I’m sitting in a space-age medical chair, gazing into high-tech eye-doctor equipment. The optometrist is shining an aircraft landing light into my eyes and giving me an exam.
The doctor sort of talks to himself while inspecting me. He clicks his teeth and makes doctor sounds, like: “Mmm hmm, yep. Oooooh yeah.”
And I keep asking what’s going on, but he doesn’t answer me.
I don’t like to admit this about myself, but I don’t like doctors. They scare me because they are always doing More Tests. It’s just part of who they are.
You have a doctor sitting in an office full of high-dollar, kick-butt, slick-as-a-whistle medical equipment and you can bet your HMO he’s going to do More Tests whether you need them or not.
“Am I gonna pull through?” I ask.
He laughs and says, “This is just an eye exam. But just to be sure, we need to dilate your eyes.”
Dilate? This sounds like a very invasive procedure. I am suddenly lightheaded.
“I think I need to sit down,” I say.
“You are sitting down.”
So, basically, I need eyeglasses. And why not? Everyone I know wears them. My mother wears glasses. My wife wears them. My dogs chew up about three pair each week.
My father wore them, too. Though, he didn’t need them. What happened was that my father wanted to wear glasses because he thought they made him look cultured. He believed eyeglasses made him appear like the kind of high-society guy who ate his fishsticks with a fork.
He would go into antique stores, pick up pairs of antique eyeglasses, and try them on for kicks. The glasses would usually make him look like Buddy Holly on an algebra field trip. My mother would see him and say “Take those off, you look ridiculous.”
The thing is, my father had perfect vision, and this always disappointed him somehow. He wanted to wear glasses.
One time he was walking through a supermarket parking lot and found a pair of spectacles lying on the ground. He put them on, then looked into his truck’s side mirror and winked at himself.
That week, he took them to an optometrist and got them fitted with fake lenses. He wore them whenever he was at church, reading the newspaper, or when he was thinking about something long and hard. Sometimes he would remove his glasses and bite the stem for effect.
He never wore them to work. He was your quintessential ironworker, an all-American welder, a blue-collar man, clad in denim and boots. Glasses clashed with his image.
But at home my father was an avid reader, a music nut, a Ford Motor Company evangelist, and he devoured books like they were hard candy. I guess a man like that needs glasses.
He finally got his wish. Not long before he died, the doctor told him he was going nearsighted from reading so much. The doc knew how badly my father wanted eyeglasses, so he said, “Congratulations, Mister Dietrich, you need glasses.”

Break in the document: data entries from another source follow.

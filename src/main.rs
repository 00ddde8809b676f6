//! tunnel-driver-dns - toy servers on top of the DNS tunnel driver
//!
//! Runs an echo, discard or chargen service over DNS. These exist to show the
//! sink contract end to end; anything that asks gets an answer, so don't run
//! them anywhere that matters.

use anyhow::{anyhow, bail, Context, Result};
use clap::{Args, Parser, Subcommand};
use log::info;
use std::path::{Path, PathBuf};
use std::sync::Arc;
use std::time::Duration;

use tunnel_driver_dns::name_budget::DEFAULT_MAX_SUBDOMAIN_LENGTH;
use tunnel_driver_dns::sinks::{ChargenSink, DiscardResponse, DiscardSink, EchoOptions, EchoSink};
use tunnel_driver_dns::{Codec, Driver, DriverConfig, RouteConfig, RouteKind, SinkHandle};

const VERSION: &str = concat!(
    env!("CARGO_PKG_VERSION"),
    " (built ",
    env!("TUNNEL_DNS_BUILD_DATE"),
    ", commit ",
    env!("TUNNEL_DNS_GIT_HASH"),
    ")"
);

#[derive(Parser)]
#[command(name = "tunnel-driver-dns")]
#[command(version = VERSION)]
#[command(about = "Echo, discard and chargen services over DNS", long_about = None)]
struct Cli {
    /// Configuration file path
    #[arg(short, long, value_name = "FILE")]
    config: Option<PathBuf>,

    /// Enable verbose logging
    #[arg(short, long)]
    verbose: bool,

    /// Log level (error, warn, info, debug, trace); wins over --verbose
    #[arg(long, value_name = "LEVEL")]
    log_level: Option<String>,

    #[command(flatten)]
    listen: ListenArgs,

    #[command(subcommand)]
    command: Commands,
}

/// Overrides for the configuration file
#[derive(Args, Debug, Default)]
struct ListenArgs {
    /// The ip address to listen on
    #[arg(long, global = true)]
    host: Option<String>,

    /// The port to listen on
    #[arg(short, long, global = true)]
    port: Option<u16>,

    /// Upstream DNS server for requests that aren't ours (host or host:port)
    #[arg(long, global = true)]
    passthrough: Option<String>,

    /// How long to wait for the passthrough server (e.g. "500ms", "3s")
    #[arg(long, value_parser = humantime::parse_duration, global = true)]
    passthrough_timeout: Option<Duration>,

    /// The tags (prefixes) to use, comma-separated
    #[arg(long, value_delimiter = ',', global = true)]
    tags: Vec<String>,

    /// The domains to use, comma-separated
    #[arg(long, value_delimiter = ',', global = true)]
    domains: Vec<String>,

    /// Codec for the tags and domains given here ('hex' or 'base32')
    #[arg(long, global = true)]
    codec: Option<Codec>,

    /// Longest run of encoded characters between dots in replies (1-63)
    #[arg(long, global = true)]
    max_subdomain_length: Option<usize>,
}

#[derive(Subcommand)]
enum Commands {
    /// Send back whatever comes in
    Echo {
        /// Reverse the echoed data
        #[arg(long)]
        reverse: bool,

        /// Upcase the echoed data
        #[arg(long)]
        upcase: bool,

        /// Downcase the echoed data (with --upcase: random case)
        #[arg(long)]
        downcase: bool,

        /// ROT13 the echoed data
        #[arg(long)]
        rot13: bool,
    },

    /// Log whatever comes in and reply with nothing useful
    Discard {
        /// How to respond: blank, nil, error or critical
        #[arg(long, default_value = "blank")]
        response: DiscardResponse,

        /// The text to use for the error or critical error
        #[arg(long, default_value = "Exception!!!")]
        error_text: String,
    },

    /// Reply with as many random characters as fit
    Chargen {
        /// Send back binary data instead of just text
        #[arg(long)]
        binary: bool,
    },
}

#[tokio::main]
async fn main() -> Result<()> {
    let cli = Cli::parse();

    // Initialize logger
    let level = match cli.log_level.as_deref() {
        Some(level) => level
            .parse::<log::LevelFilter>()
            .map_err(|_| anyhow!("Unknown log level: {}", level))?,
        None if cli.verbose => log::LevelFilter::Debug,
        None => log::LevelFilter::Info,
    };
    env_logger::Builder::from_default_env()
        .filter_level(level)
        .init();

    let config = load_config(cli.config.as_deref(), &cli.listen)?;

    let sink: SinkHandle = match cli.command {
        Commands::Echo {
            reverse,
            upcase,
            downcase,
            rot13,
        } => Arc::new(EchoSink::new(EchoOptions {
            reverse,
            upcase,
            downcase,
            rot13,
        })),
        Commands::Discard {
            response,
            error_text,
        } => Arc::new(DiscardSink::new(response, &error_text)),
        Commands::Chargen { binary } => Arc::new(ChargenSink::new(binary)),
    };

    run(&config, sink).await
}

/// Read the config file (if any) and lay the command line over it
fn load_config(path: Option<&Path>, args: &ListenArgs) -> Result<DriverConfig> {
    let mut config = match path {
        Some(path) => DriverConfig::from_file(path)
            .with_context(|| format!("Failed to load config from {}", path.display()))?,
        None => DriverConfig::default(),
    };

    if let Some(host) = &args.host {
        config.host = host.clone();
    }
    if let Some(port) = args.port {
        config.port = port;
    }
    if let Some(passthrough) = &args.passthrough {
        config.passthrough = Some(passthrough.clone());
    }
    if let Some(wait) = args.passthrough_timeout {
        config.passthrough_timeout = wait;
    }

    let codec = args.codec.unwrap_or_default();
    let max_subdomain_length = args
        .max_subdomain_length
        .unwrap_or(DEFAULT_MAX_SUBDOMAIN_LENGTH);

    let cli_routes = args
        .tags
        .iter()
        .map(|tag| (RouteKind::Tag, tag))
        .chain(args.domains.iter().map(|domain| (RouteKind::Domain, domain)))
        .map(|(kind, affix)| (kind, affix.trim()))
        .filter(|(_, affix)| !affix.is_empty())
        .map(|(kind, affix)| RouteConfig {
            kind,
            affix: affix.to_string(),
            codec,
            max_subdomain_length,
        });
    config.routes.extend(cli_routes);

    if config.routes.is_empty() {
        bail!("You need to specify either a tag or a domain!");
    }
    config.validate()?;

    Ok(config)
}

async fn run(config: &DriverConfig, sink: SinkHandle) -> Result<()> {
    let driver = Driver::new(config).context("Invalid driver configuration")?;

    for route in &config.routes {
        driver
            .add_route(route, Arc::clone(&sink))
            .with_context(|| format!("Couldn't listen on {} '{}'", route.kind, route.affix))?;
    }

    driver
        .start()
        .await
        .with_context(|| format!("Couldn't listen on {}:{}", config.host, config.port))?;

    tokio::select! {
        _ = driver.wait() => {}
        _ = tokio::signal::ctrl_c() => {
            info!("Interrupted, shutting down");
            driver.stop().await?;
        }
    }

    Ok(())
}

My father was so excited that he bought steaks for the whole family.
I suppose I have spent a lifetime remembering little things about my father that don’t mean much. Insignificant details that wouldn’t matter to many. There are just some things about your parents that, if you don’t write them down, you will forget.
Such as the fact that my father wanted me to be a writer. In fact, he might have been the first one to suggest this idea when I was a kid. He dreamed up this notion before I knew how to make sentences, back when the most creative things I could form were mudpies.
But when I became old enough to start using that Sea-Foam blue Lettera 32 typewriter, I did write. I wrote all sorts of silly stories, pecking out sentences with two index fingers. And he was always the first to read my tales about shameless women, pirates, and cowboys. His glasses would sit low on his nose.
He would mark the paper with a red pen, writing comments like: “This line doesn’t work.” Or “LIE NOT LAY!” And: “Don’t use a three-syllable word when one syllable will do.”
Despite all his shortcomings, he made me feel like somebody.
At his funeral, I behaved oddly. You’re going to think it’s weird when I tell you. I feel silly even writing it down.
But I wore his clothes to his visitation. My father died when he was 41-year-old man and I was a child. He was a 34 waist, 34 inseam, and a 42 long. I wore Sears & Roebuck “Husky” pants. On the day of his service, I wore his tweed sport coat, his necktie, and if my mother would have let me wear his trousers I would have.
I looked like a fool. People came through the funeral line to see an awkward boy standing there, swallowed in a mass of his father’s clothing.
To complete the ensemble, I wore his glasses. Even though I didn’t need them.
My doctor flips on the lights. My eye exam is over, and he is making notes on a clipboard.
“Good news, Mister Dietrich,” he says. “It looks like you’re at the age where you’re gonna need glasses.”
I almost tell him that he’s got the wrong Mister Dietrich, but I can’t see him.